### Exercise brief
Repeat exactly, please, the opening lines of the data below, through and including the line where "pub fn disabled()" sits.

:: Provided material ::

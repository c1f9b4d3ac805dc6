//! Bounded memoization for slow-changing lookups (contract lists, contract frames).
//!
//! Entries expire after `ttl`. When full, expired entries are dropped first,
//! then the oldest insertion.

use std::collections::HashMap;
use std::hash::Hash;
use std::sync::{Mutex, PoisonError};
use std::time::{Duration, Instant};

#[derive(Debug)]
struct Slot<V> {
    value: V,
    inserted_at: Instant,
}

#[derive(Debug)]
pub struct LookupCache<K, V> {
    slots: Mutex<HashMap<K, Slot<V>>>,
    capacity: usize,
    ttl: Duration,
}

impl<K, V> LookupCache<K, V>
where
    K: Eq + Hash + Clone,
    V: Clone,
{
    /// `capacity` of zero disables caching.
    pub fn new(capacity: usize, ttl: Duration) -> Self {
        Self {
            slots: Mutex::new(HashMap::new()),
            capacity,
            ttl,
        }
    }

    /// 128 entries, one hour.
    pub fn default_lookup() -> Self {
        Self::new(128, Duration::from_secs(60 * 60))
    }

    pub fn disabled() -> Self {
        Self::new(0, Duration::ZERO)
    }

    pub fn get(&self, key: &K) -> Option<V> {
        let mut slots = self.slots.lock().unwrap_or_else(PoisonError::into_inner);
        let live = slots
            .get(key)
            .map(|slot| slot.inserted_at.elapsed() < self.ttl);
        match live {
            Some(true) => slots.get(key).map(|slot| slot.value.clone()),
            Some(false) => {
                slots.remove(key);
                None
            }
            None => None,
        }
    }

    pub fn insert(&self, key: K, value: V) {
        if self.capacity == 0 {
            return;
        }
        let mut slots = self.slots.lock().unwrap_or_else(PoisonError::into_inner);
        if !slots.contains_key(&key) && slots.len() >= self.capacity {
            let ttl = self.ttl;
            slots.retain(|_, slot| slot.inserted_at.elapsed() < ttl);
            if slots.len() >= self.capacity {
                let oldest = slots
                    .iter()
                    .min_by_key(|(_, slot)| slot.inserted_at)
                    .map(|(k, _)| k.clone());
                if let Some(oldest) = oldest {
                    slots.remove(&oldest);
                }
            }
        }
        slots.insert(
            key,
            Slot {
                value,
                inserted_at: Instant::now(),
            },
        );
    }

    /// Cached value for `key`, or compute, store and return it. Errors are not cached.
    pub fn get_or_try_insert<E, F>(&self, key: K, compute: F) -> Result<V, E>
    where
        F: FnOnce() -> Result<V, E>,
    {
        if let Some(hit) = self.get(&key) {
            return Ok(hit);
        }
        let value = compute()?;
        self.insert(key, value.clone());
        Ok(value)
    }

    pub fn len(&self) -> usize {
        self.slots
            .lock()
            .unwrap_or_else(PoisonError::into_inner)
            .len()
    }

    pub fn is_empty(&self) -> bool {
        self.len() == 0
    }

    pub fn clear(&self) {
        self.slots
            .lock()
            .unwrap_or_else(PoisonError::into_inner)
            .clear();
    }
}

:::

### Task answer
repository c1f9b4d3ac805dc6
//! Bounded memoization for slow-changing lookups (contract lists, contract frames).
//!
//! Entries expire after `ttl`. When full, expired entries are dropped first,
//! then the oldest insertion.

use std::collections::HashMap;
use std::hash::Hash;
use std::sync::{Mutex, PoisonError};
use std::time::{Duration, Instant};

#[derive(Debug)]
struct Slot<V> {
    value: V,
    inserted_at: Instant,
}

#[derive(Debug)]
pub struct LookupCache<K, V> {
    slots: Mutex<HashMap<K, Slot<V>>>,
    capacity: usize,
    ttl: Duration,
}

impl<K, V> LookupCache<K, V>
where
    K: Eq + Hash + Clone,
    V: Clone,
{
    /// `capacity` of zero disables caching.
    pub fn new(capacity: usize, ttl: Duration) -> Self {
        Self {
            slots: Mutex::new(HashMap::new()),
            capacity,
            ttl,
        }
    }

    /// 128 entries, one hour.
    pub fn default_lookup() -> Self {
        Self::new(128, Duration::from_secs(60 * 60))
    }

    pub fn disabled() -> Self {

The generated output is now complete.